When a line of the records contains "BlockAllocator", copy it.

** Extracted entries follows **

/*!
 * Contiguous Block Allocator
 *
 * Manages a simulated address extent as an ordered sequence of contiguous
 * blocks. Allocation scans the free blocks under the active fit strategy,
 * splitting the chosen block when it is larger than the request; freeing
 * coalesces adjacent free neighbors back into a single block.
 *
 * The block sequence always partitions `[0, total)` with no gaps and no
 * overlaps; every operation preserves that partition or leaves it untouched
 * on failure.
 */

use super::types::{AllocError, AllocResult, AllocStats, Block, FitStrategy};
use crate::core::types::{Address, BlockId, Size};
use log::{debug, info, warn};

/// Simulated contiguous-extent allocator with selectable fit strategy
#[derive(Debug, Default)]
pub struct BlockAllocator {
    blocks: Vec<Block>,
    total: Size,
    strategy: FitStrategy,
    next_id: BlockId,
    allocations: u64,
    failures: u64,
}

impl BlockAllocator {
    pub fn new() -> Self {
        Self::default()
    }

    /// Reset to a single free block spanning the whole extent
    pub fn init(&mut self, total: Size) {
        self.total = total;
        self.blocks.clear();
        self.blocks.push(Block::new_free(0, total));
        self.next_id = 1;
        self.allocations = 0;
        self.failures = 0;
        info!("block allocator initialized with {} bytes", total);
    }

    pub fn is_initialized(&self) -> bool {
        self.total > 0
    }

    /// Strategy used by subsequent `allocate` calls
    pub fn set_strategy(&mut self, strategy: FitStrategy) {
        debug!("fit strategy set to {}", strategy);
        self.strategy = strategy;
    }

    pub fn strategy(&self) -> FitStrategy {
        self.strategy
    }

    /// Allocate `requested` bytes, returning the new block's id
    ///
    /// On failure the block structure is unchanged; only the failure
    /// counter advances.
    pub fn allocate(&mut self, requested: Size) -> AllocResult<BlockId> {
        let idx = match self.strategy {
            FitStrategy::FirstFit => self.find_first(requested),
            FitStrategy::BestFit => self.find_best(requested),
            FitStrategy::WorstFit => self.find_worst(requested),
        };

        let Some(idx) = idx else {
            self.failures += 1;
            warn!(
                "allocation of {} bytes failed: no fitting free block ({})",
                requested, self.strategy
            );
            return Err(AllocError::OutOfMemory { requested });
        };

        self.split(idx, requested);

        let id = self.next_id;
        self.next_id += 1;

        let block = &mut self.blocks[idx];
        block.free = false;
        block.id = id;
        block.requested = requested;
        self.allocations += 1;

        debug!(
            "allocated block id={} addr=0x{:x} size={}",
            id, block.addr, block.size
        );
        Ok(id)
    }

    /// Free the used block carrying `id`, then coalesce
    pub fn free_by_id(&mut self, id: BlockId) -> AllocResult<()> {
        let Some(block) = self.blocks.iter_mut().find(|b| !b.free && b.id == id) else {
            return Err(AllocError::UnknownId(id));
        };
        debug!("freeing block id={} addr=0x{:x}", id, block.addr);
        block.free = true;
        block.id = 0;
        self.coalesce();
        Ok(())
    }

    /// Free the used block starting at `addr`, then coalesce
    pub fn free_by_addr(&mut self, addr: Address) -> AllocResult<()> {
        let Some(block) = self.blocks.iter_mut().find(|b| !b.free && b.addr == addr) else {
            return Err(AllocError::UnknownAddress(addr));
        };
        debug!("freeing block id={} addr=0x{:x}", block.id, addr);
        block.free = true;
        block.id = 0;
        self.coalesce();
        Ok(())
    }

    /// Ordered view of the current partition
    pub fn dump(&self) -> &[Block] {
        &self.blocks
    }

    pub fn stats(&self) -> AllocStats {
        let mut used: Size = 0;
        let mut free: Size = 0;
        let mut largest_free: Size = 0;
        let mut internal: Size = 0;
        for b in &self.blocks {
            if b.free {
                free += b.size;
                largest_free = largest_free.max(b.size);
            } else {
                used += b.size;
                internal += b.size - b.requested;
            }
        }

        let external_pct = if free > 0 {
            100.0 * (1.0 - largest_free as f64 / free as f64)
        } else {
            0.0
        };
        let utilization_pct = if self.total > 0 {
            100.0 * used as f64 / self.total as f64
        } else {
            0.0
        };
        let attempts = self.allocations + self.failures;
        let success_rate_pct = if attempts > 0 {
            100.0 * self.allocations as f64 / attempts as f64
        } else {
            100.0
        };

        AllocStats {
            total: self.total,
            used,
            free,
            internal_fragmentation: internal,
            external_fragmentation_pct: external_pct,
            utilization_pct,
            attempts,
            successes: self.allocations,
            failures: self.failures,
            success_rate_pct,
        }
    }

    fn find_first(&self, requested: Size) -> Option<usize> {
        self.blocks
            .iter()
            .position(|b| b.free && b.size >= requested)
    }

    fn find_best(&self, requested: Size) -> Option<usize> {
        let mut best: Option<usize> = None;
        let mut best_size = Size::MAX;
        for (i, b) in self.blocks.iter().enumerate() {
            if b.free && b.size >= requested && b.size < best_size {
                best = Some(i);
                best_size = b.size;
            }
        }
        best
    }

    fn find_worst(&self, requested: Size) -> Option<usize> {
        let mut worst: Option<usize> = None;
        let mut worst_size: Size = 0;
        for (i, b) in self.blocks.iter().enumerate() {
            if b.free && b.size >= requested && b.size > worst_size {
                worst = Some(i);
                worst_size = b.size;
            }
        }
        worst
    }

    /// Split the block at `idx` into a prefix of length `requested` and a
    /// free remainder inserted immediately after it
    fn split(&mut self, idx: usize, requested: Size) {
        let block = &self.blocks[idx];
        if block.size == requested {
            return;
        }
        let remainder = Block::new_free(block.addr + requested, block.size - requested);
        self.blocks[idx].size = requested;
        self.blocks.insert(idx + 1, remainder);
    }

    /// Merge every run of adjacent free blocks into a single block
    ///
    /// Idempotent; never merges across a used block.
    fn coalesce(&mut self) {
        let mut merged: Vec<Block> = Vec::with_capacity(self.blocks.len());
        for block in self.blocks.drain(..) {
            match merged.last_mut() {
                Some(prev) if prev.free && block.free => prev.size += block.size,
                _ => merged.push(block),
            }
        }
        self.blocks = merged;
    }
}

** End of Extracted entries **

Problem solution -
pub struct BlockAllocator {
impl BlockAllocator {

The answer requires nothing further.